(Stored data)
//! Resolution of the adjustment instant and the simulation window

use chrono::{DateTime, Duration, Utc};
use log::debug;

use crate::model::{DrugModel, FullFormulationAndRoute};
use crate::pipeline::{PipelineStage, RequestContext, StageError};
use crate::request::{AdjustmentPlan, AdjustmentRequest, PredictionMode, SteadyStateTargetOption};
use crate::treatment::{extract_intakes, IntakeEvent, Treatment};
use crate::units;

/// Pipeline stage assembling the computation plan for the request
///
/// Combines the resolved adjustment instant, the simulation window, the
/// prediction mode and the requested options into one [AdjustmentPlan].
pub struct AdjustmentPlanner;

impl PipelineStage for AdjustmentPlanner {
    fn name(&self) -> &'static str {
        "adjustment_planner"
    }

    fn run(&self, ctx: &mut RequestContext) -> Result<(), StageError> {
        let now = ctx.computation_time();

        let treatment = ctx.treatment().ok_or(StageError::MissingTreatment)?;
        let model = ctx.drug_model().ok_or(StageError::MissingDrugModel)?;

        // The formulation in use: the history's latest, or the model's
        // default when nothing was prescribed yet.
        let formulation = match treatment.dosage_history().last_formulation_and_route() {
            Some(pair) => model.formulation_for(pair),
            None => model.default_formulation(),
        }
        .ok_or_else(|| StageError::UnknownFormulation {
            model: model.id().to_string(),
        })?;

        let (adjustment_time, last_intake) =
            resolve_adjustment_time(ctx.request(), treatment, model, formulation, now)?;
        let (start, end) = resolve_window(formulation, treatment, model, now)?;

        let steady_state_target = if formulation.standard_treatment().is_some() {
            SteadyStateTargetOption::WithinTreatmentTimeRange
        } else {
            SteadyStateTargetOption::AtSteadyState
        };

        let plan = AdjustmentPlan::new(
            start,
            end,
            adjustment_time,
            prediction_mode(treatment),
            ctx.request().loading_option(),
            ctx.request().rest_period_option(),
            steady_state_target,
            ctx.request().target_extraction(),
            ctx.request().formulation_selection(),
        );

        ctx.set_last_intake(last_intake);
        ctx.set_adjustment_plan(plan);
        Ok(())
    }
}

/// Resolve the instant the dosage adjustment takes effect
///
/// Priority order: the instant requested explicitly; the next scheduled
/// intake when one lies in the future; the latest past intake pushed
/// forward by whole half-lives until it reaches the reference instant;
/// and as last resort one hour after the reference instant.
///
/// The intake series is extracted in any case so the latest past intake
/// can be reported on the context, even when the instant comes from the
/// request.
fn resolve_adjustment_time(
    request: &AdjustmentRequest,
    treatment: &Treatment,
    model: &DrugModel,
    formulation: &FullFormulationAndRoute,
    now: DateTime<Utc>,
) -> Result<(DateTime<Utc>, Option<IntakeEvent>), StageError> {
    let history = treatment.dosage_history();

    let mut intakes: Option<Vec<IntakeEvent>> = None;
    if let Some(start) = history.latest_start_before(now) {
        match extract_intakes(history, start, None, formulation.dose_unit()) {
            Ok(series) => intakes = Some(series),
            // A failed extraction falls back to the fixed offset below.
            Err(error) => debug!("intake extraction failed: {}", error),
        }
    }

    let last_intake = intakes
        .as_ref()
        .and_then(|series| series.iter().filter(|i| i.time() < now).next_back())
        .cloned();

    if let Some(explicit) = request.adjustment_time() {
        return Ok((explicit, last_intake));
    }

    if let Some(series) = &intakes {
        if let Some(candidate) = nearest_future_or_latest_intake(series, now) {
            if candidate > now {
                return Ok((candidate, last_intake));
            }

            // The latest intake lies in the past: step forward by whole
            // half-lives until the reference instant is reached.
            let half_life = model.half_life();
            let half_life_h = units::to_hours(half_life.value(), half_life.unit()).map_err(
                |source| StageError::HalfLifeConversion {
                    model: model.id().to_string(),
                    source,
                },
            )?;
            if half_life_h <= 0.0 {
                return Err(StageError::NonPositiveHalfLife {
                    model: model.id().to_string(),
                });
            }
            let step = Duration::milliseconds((half_life_h * 3_600_000.0).round() as i64);

            let mut time = candidate;
            while time < now {
                time += step;
            }
            return Ok((time, last_intake));
        }
    }

    // No dosage history in the past, or nothing could be extracted: the
    // adjustment can happen at any time.
    Ok((now + Duration::hours(1), last_intake))
}

/// Find the nearest future intake, or the latest past one if none exists
///
/// Scans the series from its end, remembering the future intake closest
/// to `now` seen so far; the first past intake settles the answer.
fn nearest_future_or_latest_intake(
    intakes: &[IntakeEvent],
    now: DateTime<Utc>,
) -> Option<DateTime<Utc>> {
    let mut saved: Option<DateTime<Utc>> = None;

    for intake in intakes.iter().rev() {
        let time = intake.time();

        if saved.map_or(true, |s| time < s && time > now) {
            saved = Some(time);
        }

        if time < now {
            return saved;
        }
    }

    saved
}

/// Resolve the simulation window
///
/// A fixed-duration standard treatment anchors the window at the earliest
/// prescription and fails when already elapsed; otherwise the window is
/// the fixed seven days from the reference instant.
fn resolve_window(
    formulation: &FullFormulationAndRoute,
    treatment: &Treatment,
    model: &DrugModel,
    now: DateTime<Utc>,
) -> Result<(DateTime<Utc>, DateTime<Utc>), StageError> {
    match formulation.standard_treatment() {
        Some(standard) => {
            let start = treatment
                .dosage_history()
                .oldest_start_at_or_before(now)
                .unwrap_or(now);

            let days = units::to_days(standard.duration(), standard.unit()).map_err(|source| {
                StageError::DurationConversion {
                    model: model.id().to_string(),
                    source,
                }
            })?;
            let end = start + Duration::milliseconds((days * 86_400_000.0).round() as i64);

            if end <= now {
                return Err(StageError::TreatmentAlreadyOver {
                    model: model.id().to_string(),
                });
            }
            Ok((start, end))
        }
        None => Ok((now, now + Duration::days(7))),
    }
}

fn prediction_mode(treatment: &Treatment) -> PredictionMode {
    let has_doses = !treatment.dosage_history().is_empty();
    if has_doses && !treatment.samples().is_empty() {
        PredictionMode::Aposteriori
    } else if has_doses {
        PredictionMode::Apriori
    } else {
        PredictionMode::Population
    }
}

#[cfg(test)]
mod tests {
    use super::*;
    use crate::model::{
        FormulationAndRoute, FullFormulationAndRoute, HalfLife, StandardTreatment,
    };
    use crate::treatment::TreatmentBuilder;
    use crate::units::Unit;
    use chrono::TimeZone;

    fn at(d: u32, h: u32) -> DateTime<Utc> {
        Utc.with_ymd_and_hms(2018, 7, d, h, 0, 0).unwrap()
    }

    fn oral() -> FormulationAndRoute {
        FormulationAndRoute::new("tablet", "oral")
    }

    fn model(standard: Option<StandardTreatment>) -> DrugModel {
        let mut formulation =
            FullFormulationAndRoute::new(oral(), Unit::new("mg"), 100.0, 800.0);
        if let Some(standard) = standard {
            formulation = formulation.with_standard_treatment(standard);
        }
        DrugModel::new("m1", "imatinib", HalfLife::new(12.0, Unit::new("h")))
            .with_formulation(formulation)
    }

    fn plan(
        builder: TreatmentBuilder,
        request: AdjustmentRequest,
        model: DrugModel,
        now: DateTime<Utc>,
    ) -> Result<RequestContext, StageError> {
        let mut ctx = RequestContext::new(request, builder.build().unwrap(), now);
        ctx.set_drug_model(model);
        AdjustmentPlanner.run(&mut ctx)?;
        Ok(ctx)
    }

    #[test]
    fn test_empty_history_adjusts_one_hour_after_now() {
        let now = at(10, 8);
        let ctx = plan(
            Treatment::builder().patient_id("p"),
            AdjustmentRequest::new("imatinib"),
            model(None),
            now,
        )
        .unwrap();

        let built = ctx.adjustment_plan().unwrap();
        assert_eq!(built.adjustment_time(), at(10, 9));
        assert_eq!(built.start(), now);
        assert_eq!(built.end(), at(17, 8));
        assert_eq!(built.prediction_mode(), PredictionMode::Population);
        assert!(ctx.last_intake().is_none());
    }

    #[test]
    fn test_explicit_adjustment_time_wins() {
        let explicit = at(12, 14);
        let ctx = plan(
            Treatment::builder()
                .patient_id("p")
                .range(at(1, 8), at(20, 8), 400.0, Unit::new("mg"), 24.0, oral()),
            AdjustmentRequest::new("imatinib").with_adjustment_time(explicit),
            model(None),
            at(10, 8),
        )
        .unwrap();

        assert_eq!(ctx.adjustment_plan().unwrap().adjustment_time(), explicit);
        // The latest past intake is still reported.
        assert_eq!(ctx.last_intake().unwrap().time(), at(10, 8) - Duration::hours(24));
    }

    #[test]
    fn test_ongoing_treatment_uses_next_intake() {
        // Intakes every 24 h at 08:00; at 10:00 the next one is tomorrow.
        let ctx = plan(
            Treatment::builder()
                .patient_id("p")
                .range(at(1, 8), at(20, 8), 400.0, Unit::new("mg"), 24.0, oral()),
            AdjustmentRequest::new("imatinib"),
            model(None),
            at(10, 10),
        )
        .unwrap();

        assert_eq!(ctx.adjustment_plan().unwrap().adjustment_time(), at(11, 8));
        assert_eq!(ctx.last_intake().unwrap().time(), at(10, 8));
    }

    #[test]
    fn test_finished_treatment_steps_by_half_life() {
        // Single intake 30 h before the reference instant, half-life 12 h:
        // three increments land 6 h past the reference instant.
        let now = at(10, 8);
        let intake_time = now - Duration::hours(30);
        let ctx = plan(
            Treatment::builder().patient_id("p").range(
                intake_time,
                now - Duration::hours(29),
                400.0,
                Unit::new("mg"),
                48.0,
                oral(),
            ),
            AdjustmentRequest::new("imatinib"),
            model(None),
            now,
        )
        .unwrap();

        assert_eq!(
            ctx.adjustment_plan().unwrap().adjustment_time(),
            now + Duration::hours(6)
        );
        assert_eq!(ctx.last_intake().unwrap().time(), intake_time);
    }

    #[test]
    fn test_purely_future_history_falls_back() {
        let now = at(10, 8);
        let ctx = plan(
            Treatment::builder()
                .patient_id("p")
                .range(at(12, 8), at(20, 8), 400.0, Unit::new("mg"), 24.0, oral()),
            AdjustmentRequest::new("imatinib"),
            model(None),
            now,
        )
        .unwrap();

        assert_eq!(
            ctx.adjustment_plan().unwrap().adjustment_time(),
            now + Duration::hours(1)
        );
        assert!(ctx.last_intake().is_none());
    }

    #[test]
    fn test_standard_treatment_window() {
        let standard = StandardTreatment::new(2.0, Unit::new("d"));
        let ctx = plan(
            Treatment::builder()
                .patient_id("p")
                .range(at(9, 8), at(11, 8), 400.0, Unit::new("mg"), 24.0, oral()),
            AdjustmentRequest::new("imatinib"),
            model(Some(standard)),
            at(10, 8),
        )
        .unwrap();

        let built = ctx.adjustment_plan().unwrap();
        assert_eq!(built.start(), at(9, 8));
        assert_eq!(built.end(), at(11, 8));
        assert_eq!(
            built.steady_state_target(),
            SteadyStateTargetOption::WithinTreatmentTimeRange
        );
    }

    #[test]
    fn test_standard_treatment_already_over() {
        // History starts 2018-07-06 08:00, the fixed two days end
        // 2018-07-08 08:00, before the reference instant 2018-07-10 08:00.
        let standard = StandardTreatment::new(2.0, Unit::new("d"));
        let result = plan(
            Treatment::builder()
                .patient_id("p")
                .range(at(6, 8), at(8, 8), 400.0, Unit::new("mg"), 24.0, oral()),
            AdjustmentRequest::new("imatinib"),
            model(Some(standard)),
            at(10, 8),
        );

        assert!(matches!(
            result,
            Err(StageError::TreatmentAlreadyOver { .. })
        ));
    }

    #[test]
    fn test_prediction_mode_selection() {
        let doses_only = plan(
            Treatment::builder()
                .patient_id("p")
                .range(at(1, 8), at(20, 8), 400.0, Unit::new("mg"), 24.0, oral()),
            AdjustmentRequest::new("imatinib"),
            model(None),
            at(10, 8),
        )
        .unwrap();
        assert_eq!(
            doses_only.adjustment_plan().unwrap().prediction_mode(),
            PredictionMode::Apriori
        );

        let doses_and_samples = plan(
            Treatment::builder()
                .patient_id("p")
                .range(at(1, 8), at(20, 8), 400.0, Unit::new("mg"), 24.0, oral())
                .sample(at(5, 10), 2.5, Unit::new("mg/l")),
            AdjustmentRequest::new("imatinib"),
            model(None),
            at(10, 8),
        )
        .unwrap();
        assert_eq!(
            doses_and_samples.adjustment_plan().unwrap().prediction_mode(),
            PredictionMode::Aposteriori
        );
    }

    #[test]
    fn test_options_pass_through() {
        use crate::request::{
            FormulationAndRouteSelectionOption, LoadingOption, RestPeriodOption,
            TargetExtractionOption,
        };

        let ctx = plan(
            Treatment::builder().patient_id("p"),
            AdjustmentRequest::new("imatinib")
                .with_loading_option(LoadingOption::NoLoadingDose),
            model(None),
            at(10, 8),
        )
        .unwrap();

        let built = ctx.adjustment_plan().unwrap();
        assert_eq!(built.loading_option(), LoadingOption::NoLoadingDose);
        // Unspecified options stay unspecified; policies fall back to their
        // named defaults.
        assert_eq!(built.rest_period_option(), RestPeriodOption::Unspecified);
        assert_eq!(
            built.target_extraction(),
            TargetExtractionOption::DefinitionIfNoIndividualTarget
        );
        assert_eq!(
            built.formulation_selection(),
            FormulationAndRouteSelectionOption::LastFormulationAndRoute
        );
    }
}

• Assigned task: For each line in the records that holds "units", show that line as it stands.

• Task result:
use crate::units;
            let half_life_h = units::to_hours(half_life.value(), half_life.unit()).map_err(
            let days = units::to_days(standard.duration(), standard.unit()).map_err(|source| {
    use crate::units::Unit;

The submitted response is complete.